WORK INSTRUCTIONS: Return all lines from the entries below in which the word "Enter" is present.

INPUT FOR THIS TASK:
#####

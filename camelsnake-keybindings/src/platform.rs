//! Platform-specific keybinding resolution.
//!
//! Contains:
//! - `cmd_or_ctrl` modifier expansion (Cmd on macOS, Ctrl elsewhere)
//! - Named key alias table (string → `NamedKey`)

use crate::parser::NamedKey;

/// Resolve the `CmdOrCtrl` modifier for the current platform.
///
/// Returns `(expected_ctrl, expected_super)` given a `cmd_or_ctrl` flag and the
/// raw `ctrl`/`super_key` values from the parsed combo.
///
/// - macOS: `CmdOrCtrl` maps to Super (Cmd key).
/// - All other platforms: `CmdOrCtrl` maps to Ctrl.
#[inline]
pub(crate) fn resolve_cmd_or_ctrl(cmd_or_ctrl: bool, ctrl: bool, super_key: bool) -> (bool, bool) {
    if cmd_or_ctrl {
        #[cfg(target_os = "macos")]
        {
            (ctrl, true) // CmdOrCtrl -> Super on macOS
        }
        #[cfg(not(target_os = "macos"))]
        {
            (true, super_key) // CmdOrCtrl -> Ctrl on other platforms
        }
    } else {
        (ctrl, super_key)
    }
}

/// Parse a named key string into a [`NamedKey`].
///
/// Accepts human-readable aliases such as `"Enter"`, `"Return"`, `"Esc"`,
/// `"PgUp"`, arrow keys, and function keys F1–F12.  Matching is
/// case-insensitive.  Returns `None` for unrecognised strings.
pub(crate) fn parse_named_key(s: &str) -> Option<NamedKey> {
    match s.to_lowercase().as_str() {
        // Function keys
        "f1" => Some(NamedKey::F1),
        "f2" => Some(NamedKey::F2),
        "f3" => Some(NamedKey::F3),
        "f4" => Some(NamedKey::F4),
        "f5" => Some(NamedKey::F5),
        "f6" => Some(NamedKey::F6),
        "f7" => Some(NamedKey::F7),
        "f8" => Some(NamedKey::F8),
        "f9" => Some(NamedKey::F9),
        "f10" => Some(NamedKey::F10),
        "f11" => Some(NamedKey::F11),
        "f12" => Some(NamedKey::F12),

        // Common named keys
        "enter" | "return" => Some(NamedKey::Enter),
        "escape" | "esc" => Some(NamedKey::Escape),
        "space" => Some(NamedKey::Space),
        "tab" => Some(NamedKey::Tab),
        "backspace" => Some(NamedKey::Backspace),
        "delete" | "del" => Some(NamedKey::Delete),
        "insert" | "ins" => Some(NamedKey::Insert),
        "home" => Some(NamedKey::Home),
        "end" => Some(NamedKey::End),
        "pageup" | "pgup" => Some(NamedKey::PageUp),
        "pagedown" | "pgdn" => Some(NamedKey::PageDown),

        // Arrow keys
        "up" | "arrowup" => Some(NamedKey::ArrowUp),
        "down" | "arrowdown" => Some(NamedKey::ArrowDown),
        "left" | "arrowleft" => Some(NamedKey::ArrowLeft),
        "right" | "arrowright" => Some(NamedKey::ArrowRight),

        _ => None,
    }
}

#[cfg(test)]
mod tests {
    use super::*;

    #[test]
    fn test_resolve_without_cmd_or_ctrl() {
        assert_eq!(resolve_cmd_or_ctrl(false, true, false), (true, false));
        assert_eq!(resolve_cmd_or_ctrl(false, false, true), (false, true));
    }

    #[test]
    fn test_resolve_cmd_or_ctrl() {
        #[cfg(target_os = "macos")]
        assert_eq!(resolve_cmd_or_ctrl(true, false, false), (false, true));
        #[cfg(not(target_os = "macos"))]
        assert_eq!(resolve_cmd_or_ctrl(true, false, false), (true, false));
    }

    #[test]
    fn test_named_key_aliases() {
        assert_eq!(parse_named_key("Return"), Some(NamedKey::Enter));
        assert_eq!(parse_named_key("ESC"), Some(NamedKey::Escape));
        assert_eq!(parse_named_key("pgdn"), Some(NamedKey::PageDown));
        assert_eq!(parse_named_key("left"), Some(NamedKey::ArrowLeft));
        assert_eq!(parse_named_key("C"), None);
    }
}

#####

WRITTEN RESPONSE:
/// Accepts human-readable aliases such as `"Enter"`, `"Return"`, `"Esc"`,
        "enter" | "return" => Some(NamedKey::Enter),
        assert_eq!(parse_named_key("Return"), Some(NamedKey::Enter));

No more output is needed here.